--- AVAILABLE RECORDS Enclosed Below ---

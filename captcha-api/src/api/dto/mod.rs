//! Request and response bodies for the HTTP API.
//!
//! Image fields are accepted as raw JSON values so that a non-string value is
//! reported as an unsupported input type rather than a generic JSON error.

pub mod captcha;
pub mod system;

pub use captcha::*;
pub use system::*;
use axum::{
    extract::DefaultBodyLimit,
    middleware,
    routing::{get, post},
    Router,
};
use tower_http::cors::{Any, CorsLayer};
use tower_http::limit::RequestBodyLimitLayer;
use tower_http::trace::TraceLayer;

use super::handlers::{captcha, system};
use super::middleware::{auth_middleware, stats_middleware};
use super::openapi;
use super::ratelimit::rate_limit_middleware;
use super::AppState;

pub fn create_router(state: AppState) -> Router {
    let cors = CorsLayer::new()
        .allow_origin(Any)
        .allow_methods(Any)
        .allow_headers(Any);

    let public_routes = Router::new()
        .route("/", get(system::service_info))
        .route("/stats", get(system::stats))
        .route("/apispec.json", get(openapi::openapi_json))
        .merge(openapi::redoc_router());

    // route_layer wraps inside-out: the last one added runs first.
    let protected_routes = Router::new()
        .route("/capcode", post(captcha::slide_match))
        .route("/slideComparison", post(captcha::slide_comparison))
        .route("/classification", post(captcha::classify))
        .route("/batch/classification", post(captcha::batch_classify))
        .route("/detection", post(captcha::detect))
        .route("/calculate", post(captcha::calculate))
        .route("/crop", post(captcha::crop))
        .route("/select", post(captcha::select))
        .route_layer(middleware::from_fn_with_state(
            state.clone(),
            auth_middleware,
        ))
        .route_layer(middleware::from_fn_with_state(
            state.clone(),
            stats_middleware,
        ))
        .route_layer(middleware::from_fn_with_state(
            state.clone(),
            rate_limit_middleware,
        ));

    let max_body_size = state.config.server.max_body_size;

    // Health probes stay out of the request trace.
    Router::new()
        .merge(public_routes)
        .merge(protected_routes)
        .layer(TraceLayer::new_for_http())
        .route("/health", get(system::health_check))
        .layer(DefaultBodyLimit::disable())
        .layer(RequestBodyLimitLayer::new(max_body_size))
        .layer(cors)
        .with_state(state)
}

--- End of Enclosed AVAILABLE RECORDS ---

# WHAT THIS TASK INVOLVES
Return every line of the listing above that contains "post".

# COMPLETED TASK
    routing::{get, post},
        .route("/capcode", post(captcha::slide_match))
        .route("/slideComparison", post(captcha::slide_comparison))
        .route("/classification", post(captcha::classify))
        .route("/batch/classification", post(captcha::batch_classify))
        .route("/detection", post(captcha::detect))
        .route("/calculate", post(captcha::calculate))
        .route("/crop", post(captcha::crop))
        .route("/select", post(captcha::select))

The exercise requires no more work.